0201 Die Freiheit, die ich meine ...


Die Freiheit, die ich meine ...


Nein, ich habe es mir nicht ausgesucht, wurde nicht gefragt, ob ich das will, zu leben, so wie ich es mir dereinst nicht aussuche, nicht gefragt werde, wenn ich es wieder lassen soll, das leben. Ungefragt, ungewollt und unvermutet – so könnte ich es als Beweis der Willkür sehen, als eine Belastung, die mir aufgebürdet wurde, die ich mit Verweigerung beantworte. Aber wem schade ich damit? Wohl kaum dem, der mich nicht fragte, sondern nur mir selbst. Jedem, der mir begegnet, stecke ich an mit meiner Verweigerung. So besteht der erste Akt meiner Freiheit in der Zustimmung oder Ablehnung meiner Selbst, in der Interpretation des Lebens als Bürde oder als Geschenk. Ich nehme es als Geschenk. Ändert die Sichtweise denn irgendetwas? Die nackte Tatsache, dass ich ins Leben gesetzt wurde, wird durch meine Sichtweise nicht abgeändert? Die Tatsache nicht, aber meine Herangehensweise und den Umgang damit, den Umgang mit dem Leben, mit mir und mit Dir. Ich nehme das Leben als Geschenk, das Leben und jede einzelne wache, gelebte Nacht, jede einzelne wache, gelebte Begegnung, wie diese Nacht. Du hast mich besucht, in dieser Nacht, hier auf meinem Steg. Du hast mich besucht, und bist doch nicht angekommen, zunächst. Was war es, was Dich zu mir trieb? Es war wohl die undeutliche Erinnerung an einen Moment der Freiheit, den Du erleben durftest, dereinst. Ich sah, dass Du neben mir gesessen bist, habe gehört, dass Du mit mir gesprochen hast, aber mit den Gedanken, mit Deinem Kopf warst Du ganz weit weg, dort, wo Du aufgehört hattest, obwohl Du noch nicht fertig warst: „Wenn Du da bist, dann lasse es Dir zu da zu sein, und wenn Du gehen willst, dann geh, aber sei nicht da, und doch weg.
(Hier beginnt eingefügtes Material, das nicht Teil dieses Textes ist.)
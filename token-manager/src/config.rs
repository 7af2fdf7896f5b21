use std::{fmt, path::PathBuf, time::Duration};

use config::{Config as ConfigHelper, Environment, File};
use fa2_chain_client_utils::tezos::{indexer_client::ConfirmationSettings, HEAD_BRANCH_OFFSET};
use serde::{Deserialize, Serialize};
use thiserror::Error;

pub type ConfigResult<T> = Result<T, ConfigError>;

/// prefix of environment overrides, `TOKEN_DEPLOY__ACCOUNT__SECRET_KEY` sets
/// `account.secret_key`
pub const ENV_PREFIX: &str = "TOKEN_DEPLOY";
pub const ENV_SEPARATOR: &str = "__";

pub const DEFAULT_CODE_PATH: &str = "contracts/btctz.micheline";

#[derive(Error, Debug)]
pub enum ConfigError {
    #[error("Failed to load config: {0}")]
    LoadError(#[from] config::ConfigError),

    #[error("Missing required field: {0}")]
    MissingField(String),
}

#[derive(Debug, Clone, Default, Serialize, Deserialize)]
#[serde(default)]
pub struct DeployConfig {
    pub node: NodeConfig,
    pub indexer: IndexerConfig,
    pub account: AccountConfig,
    pub contract: ContractConfig,
    pub admin: AdminConfig,
    pub confirmation: ConfirmationConfig,
}

#[derive(Debug, Clone, Serialize, Deserialize)]
#[serde(default)]
pub struct NodeConfig {
    pub rpc_url: String,
    /// depth below the head of the block used as operation branch
    pub branch_offset: u32,
}

impl Default for NodeConfig {
    fn default() -> Self {
        Self {
            rpc_url: String::new(),
            branch_offset: HEAD_BRANCH_OFFSET,
        }
    }
}

#[derive(Debug, Clone, Default, Serialize, Deserialize)]
#[serde(default)]
pub struct IndexerConfig {
    pub url: String,
    pub api_key: String,
    pub network: String,
}

#[derive(Clone, Default, Serialize, Deserialize)]
#[serde(default)]
pub struct AccountConfig {
    pub secret_key: String,
}

impl fmt::Debug for AccountConfig {
    fn fmt(&self, f: &mut fmt::Formatter<'_>) -> fmt::Result {
        f.debug_struct("AccountConfig").finish_non_exhaustive()
    }
}

#[derive(Debug, Clone, Serialize, Deserialize)]
#[serde(default)]
pub struct ContractConfig {
    /// micheline json file with the contract code
    pub code_path: PathBuf,
    /// already deployed contract, skips origination when set
    pub address: Option<String>,
}

impl Default for ContractConfig {
    fn default() -> Self {
        Self {
            code_path: PathBuf::from(DEFAULT_CODE_PATH),
            address: None,
        }
    }
}

#[derive(Debug, Clone, Default, Serialize, Deserialize)]
#[serde(default)]
pub struct AdminConfig {
    /// receives the minted balance and the administrator role
    pub target: String,
}

#[derive(Debug, Clone, Serialize, Deserialize)]
#[serde(default)]
pub struct ConfirmationConfig {
    pub blocks: u64,
    pub block_time_secs: u64,
    pub timeout_secs: u64,
}

impl Default for ConfirmationConfig {
    fn default() -> Self {
        let settings = ConfirmationSettings::default();

        Self {
            blocks: settings.blocks,
            block_time_secs: settings.block_time.as_secs(),
            timeout_secs: settings.timeout.as_secs(),
        }
    }
}

impl From<&ConfirmationConfig> for ConfirmationSettings {
    fn from(config: &ConfirmationConfig) -> Self {
        ConfirmationSettings {
            blocks: config.blocks,
            block_time: Duration::from_secs(config.block_time_secs),
            timeout: Duration::from_secs(config.timeout_secs),
        }
    }
}

impl DeployConfig {
    pub fn validate(&self) -> ConfigResult<()> {
        let required = [
            ("node.rpc_url", &self.node.rpc_url),
            ("indexer.url", &self.indexer.url),
            ("indexer.network", &self.indexer.network),
            ("account.secret_key", &self.account.secret_key),
            ("admin.target", &self.admin.target),
        ];

        for (field, value) in required {
            if value.trim().is_empty() {
                return Err(ConfigError::MissingField(field.to_string()));
            }
        }

        Ok(())
    }

    /// configured contract address, ignoring empty values
    pub fn contract_address(&self) -> Option<&str> {
        self.contract
            .address
            .as_deref()
            .filter(|address| !address.trim().is_empty())
    }
}

pub fn environment() -> Environment {
    Environment::with_prefix(ENV_PREFIX)
        .separator(ENV_SEPARATOR)
        .try_parsing(true)
}

/// merges the given files in order, then environment overrides, and
/// validates the result
pub fn load_config(files: &[PathBuf]) -> ConfigResult<DeployConfig> {
    load_config_with_env(files, environment())
}

pub fn load_config_with_env(files: &[PathBuf], env: Environment) -> ConfigResult<DeployConfig> {
    let config: DeployConfig = ConfigHelper::builder()
        .add_source(
            files
                .iter()
                .map(|path| File::from(path.as_path()))
                .collect::<Vec<_>>(),
        )
        .add_source(env)
        .build()?
        .try_deserialize()?;

    config.validate()?;

    Ok(config)
}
So kannst Du hier und dort nichts ausrichten.“, sagte ich Dir zu, nahm Deine Hand, und ich spürte, wie Du leicht wurdest, meine Offenheit, in dem Du Dich mir öffnetest. Es ist die Freiheit, die ich meine, mir Du sein zu wollen, oder mich in die Reihe Deiner Erfahrungen einzugliedern. Es ist die Freiheit, die ich meine, mich Dir und Dich mir zu erkennen, beim Namen zu nennen – und die Begegnung als eine lebendige zu gestalten. Es ist die Freiheit, die ich meine Dich zu empfangen, klar und ungeheuchelt. Geschenk oder Bürde – es ist die Freiheit, die ich meine.